* [Data for the task]
// Copyright 2025 John Brosnihan
//
// Licensed under the Apache License, Version 2.0 (the "License");
// you may not use this file except in compliance with the License.
// You may obtain a copy of the License at
//
//     http://www.apache.org/licenses/LICENSE-2.0
//
// Unless required by applicable law or agreed to in writing, software
// distributed under the License is distributed on an "AS IS" BASIS,
// WITHOUT WARRANTIES OR CONDITIONS OF ANY KIND, either express or implied.
// See the License for the specific language governing permissions and
// limitations under the License.
//! Edge case tests for spawning, queries and numeric failures

use glam::DVec3;
use sixdof_ecs::ecs::components::{Force, Inertia, WorldAccel, WorldPos, WorldVel};
use sixdof_ecs::ecs::{system, Body, System, World};
use sixdof_ecs::forces::gravity::CentralGravity;
use sixdof_ecs::integration::six_dof;
use sixdof_ecs::math::SpatialInertia;
use sixdof_ecs::sim::WorldBuilder;
use sixdof_ecs::Error;

fn body_at(x: f64) -> Body {
    Body::new(
        WorldPos::from_linear(DVec3::new(x, 0.0, 0.0)),
        WorldVel::zero(),
        Inertia::from_mass(1.0),
    )
}

#[test]
fn test_query_excludes_bodies_without_force() {
    let mut world = World::new();
    let with_force = world.spawn(body_at(1.0)).unwrap();
    let without_force = world
        .spawn((WorldPos::default(), WorldVel::zero(), Inertia::from_mass(1.0)))
        .unwrap();

    let query = world
        .query::<(WorldPos, WorldVel, Inertia, Force)>()
        .unwrap();
    assert_eq!(query.entities(), &[with_force]);

    let partial = world.query::<(WorldPos, WorldVel, Inertia)>().unwrap();
    assert_eq!(partial.entities(), &[with_force, without_force]);
}

#[test]
fn test_integrator_skips_bodies_without_force() {
    let mut builder = WorldBuilder::new();
    builder.spawn(body_at(0.0)).unwrap();
    let still = builder
        .spawn((
            WorldPos::default(),
            WorldVel::from_linear(DVec3::X),
            Inertia::from_mass(1.0),
        ))
        .unwrap();

    let mut sim = builder.run(six_dof(1.0, Vec::new()).unwrap()).unwrap();
    sim.run_for(3).unwrap();

    assert_eq!(sim.world().get::<WorldPos>(still).unwrap().linear(), DVec3::ZERO);
}

#[test]
fn test_empty_world_ticks() {
    let mut world = World::new();
    world.register::<WorldPos>();
    world.register::<WorldVel>();
    world.register::<Inertia>();
    world.register::<Force>();

    let pipeline = six_dof(0.1, Vec::new()).unwrap();
    pipeline.validate(&world).unwrap();
    let report = pipeline.tick(&mut world).unwrap();

    assert_eq!(report.rows, 0);
    assert_eq!(world.tick(), 1);
}

#[test]
fn test_zero_mass_rejected_at_spawn() {
    let mut world = World::new();
    let mut body = body_at(0.0);
    body.inertia = Inertia(SpatialInertia::from_mass(0.0));

    let err = world.spawn(body).unwrap_err();
    assert!(matches!(err, Error::InvalidMass { entity: None, mass } if mass == 0.0));
    assert_eq!(world.entity_count(), 0);

    assert!(Inertia::try_from_mass(-1.0).is_err());
}

#[test]
#[should_panic(expected = "Mass must be positive and finite")]
fn test_zero_mass_constructor_panics() {
    Inertia::from_mass(0.0);
}

#[test]
fn test_non_finite_spawn_rejected() {
    let mut world = World::new();
    let body = Body::new(
        WorldPos::from_linear(DVec3::new(f64::NAN, 0.0, 0.0)),
        WorldVel::zero(),
        Inertia::from_mass(1.0),
    );
    assert!(matches!(
        world.spawn(body),
        Err(Error::InvalidComponent { component: "WorldPos", .. })
    ));
}

#[test]
fn test_zero_mass_rejected_at_integration() {
    let mut builder = WorldBuilder::new();
    builder.spawn(body_at(0.0)).unwrap();
    let bad = builder.spawn(body_at(1.0)).unwrap();
    let mut sim = builder.run(six_dof(0.1, Vec::new()).unwrap()).unwrap();

    sim.world_mut().get_mut::<Inertia>(bad).unwrap().0.mass = 0.0;

    let err = sim.tick().unwrap_err();
    assert!(matches!(err, Error::InvalidMass { entity: Some(e), .. } if e == bad));
    assert_eq!(sim.tick_count(), 0);
}

#[test]
fn test_nan_force_names_entity_and_commits_nothing() {
    let mut builder = WorldBuilder::new();
    let good = builder.spawn(body_at(0.0)).unwrap();
    let bad = builder.spawn(body_at(2.0)).unwrap();

    let poison = system::<(WorldPos, Force), Force, _>("poison", |(pos, force)| {
        if pos.linear().x > 1.0 {
            Force::from_linear(DVec3::splat(f64::NAN))
        } else {
            force + Force::from_linear(DVec3::X)
        }
    });
    let pipeline = six_dof(0.1, vec![Box::new(poison) as Box<dyn System>]).unwrap();
    let mut sim = builder.run(pipeline).unwrap();

    let err = sim.tick().unwrap_err();
    match err {
        Error::NonFinite {
            ref stage,
            component,
            entity,
        } => {
            assert_eq!(stage, "poison");
            assert_eq!(component, "Force");
            assert_eq!(entity, bad);
        }
        other => panic!("unexpected error: {other}"),
    }
    assert_eq!(err.entity(), Some(bad));

    // The failing stage staged nothing, so the good body kept its force
    assert_eq!(sim.world().get::<Force>(good).unwrap(), &Force::zero());
    assert_eq!(sim.world().get::<WorldPos>(good).unwrap().linear(), DVec3::ZERO);
    assert_eq!(sim.tick_count(), 0);
}

#[test]
fn test_overflow_in_integrator_is_reported() {
    let mut builder = WorldBuilder::new();
    let body = Body::new(WorldPos::default(), WorldVel::zero(), Inertia::from_mass(1e-300))
        .with_force(Force::from_linear(DVec3::new(1e300, 0.0, 0.0)));
    let e = builder.spawn(body).unwrap();

    let mut sim = builder.run(six_dof(1.0, Vec::new()).unwrap()).unwrap();
    let err = sim.tick().unwrap_err();

    assert!(matches!(err, Error::NonFinite { ref stage, .. } if stage == "six_dof"));
    assert_eq!(err.entity(), Some(e));
}

#[test]
fn test_stale_entity_rejected() {
    let mut world = World::new();
    let e = world.spawn(body_at(0.0)).unwrap();
    world.despawn(e).unwrap();
    let reused = world.spawn(body_at(1.0)).unwrap();

    assert_eq!(reused.index(), e.index());
    assert!(matches!(world.get::<WorldPos>(e), Err(Error::EntityNotFound(_))));
    assert!(matches!(world.insert(e, Force::zero()), Err(Error::EntityNotFound(_))));
}

#[test]
fn test_world_accel_recorded_when_present() {
    let mut builder = WorldBuilder::new();
    let body = body_at(0.0)
        .with_force(Force::from_linear(DVec3::new(0.0, 4.0, 0.0)))
        .with_world_accel();
    let tracked = builder.spawn(body).unwrap();
    let untracked = builder.spawn(body_at(1.0)).unwrap();

    let mut sim = builder.run(six_dof(0.5, Vec::new()).unwrap()).unwrap();
    sim.tick().unwrap();

    let accel = sim.world().get::<WorldAccel>(tracked).unwrap();
    assert_eq!(accel.linear(), DVec3::new(0.0, 4.0, 0.0));
    assert!(sim.world().get::<WorldAccel>(untracked).is_err());
}

#[test]
fn test_retried_tick_matches_clean_run() {
    let start = |builder: &mut WorldBuilder| {
        let healthy = builder
            .spawn(Body::new(
                WorldPos::from_linear(DVec3::new(5.0, 0.0, 0.0)),
                WorldVel::zero(),
                Inertia::from_mass(1.0),
            ))
            .unwrap();
        let fragile = builder.spawn(body_at(-5.0)).unwrap();
        (healthy, fragile)
    };
    let pipeline = || {
        let gravity: Box<dyn System> = Box::new(CentralGravity::new(1.0, 25.0).into_system());
        six_dof(1.0, vec![gravity]).unwrap()
    };

    let mut clean_builder = WorldBuilder::new();
    let (healthy, _) = start(&mut clean_builder);
    let mut clean = clean_builder.run(pipeline()).unwrap();
    clean.tick().unwrap();

    let mut builder = WorldBuilder::new();
    let (_, fragile) = start(&mut builder);
    let mut retried = builder.run(pipeline()).unwrap();

    retried.world_mut().get_mut::<Inertia>(fragile).unwrap().0.mass = 0.0;
    assert!(matches!(retried.tick(), Err(Error::InvalidMass { .. })));
    // Gravity ran before the integrator failed, but none of it was kept
    assert_eq!(retried.world().get::<Force>(healthy).unwrap(), &Force::zero());
    assert_eq!(retried.tick_count(), 0);

    retried.world_mut().get_mut::<Inertia>(fragile).unwrap().0.mass = 1.0;
    retried.tick().unwrap();

    for entity in [healthy, fragile] {
        assert_eq!(
            retried.world().get::<WorldVel>(entity).unwrap(),
            clean.world().get::<WorldVel>(entity).unwrap()
        );
        assert_eq!(
            retried.world().get::<WorldPos>(entity).unwrap(),
            clean.world().get::<WorldPos>(entity).unwrap()
        );
    }
    assert_eq!(clean.world().get::<WorldVel>(healthy).unwrap().linear(), DVec3::new(-1.0, 0.0, 0.0));
}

* [Work task]
In the listing above, find the line with "world.despawn(e).unwrap();" and the line with "let healthy = builder". Output those two lines and every line between them, exactly as written.

* [Answer box]
    world.despawn(e).unwrap();
    let reused = world.spawn(body_at(1.0)).unwrap();

    assert_eq!(reused.index(), e.index());
    assert!(matches!(world.get::<WorldPos>(e), Err(Error::EntityNotFound(_))));
    assert!(matches!(world.insert(e, Force::zero()), Err(Error::EntityNotFound(_))));
}

#[test]
fn test_world_accel_recorded_when_present() {
    let mut builder = WorldBuilder::new();
    let body = body_at(0.0)
        .with_force(Force::from_linear(DVec3::new(0.0, 4.0, 0.0)))
        .with_world_accel();
    let tracked = builder.spawn(body).unwrap();
    let untracked = builder.spawn(body_at(1.0)).unwrap();

    let mut sim = builder.run(six_dof(0.5, Vec::new()).unwrap()).unwrap();
    sim.tick().unwrap();

    let accel = sim.world().get::<WorldAccel>(tracked).unwrap();
    assert_eq!(accel.linear(), DVec3::new(0.0, 4.0, 0.0));
    assert!(sim.world().get::<WorldAccel>(untracked).is_err());
}

#[test]
fn test_retried_tick_matches_clean_run() {
    let start = |builder: &mut WorldBuilder| {
        let healthy = builder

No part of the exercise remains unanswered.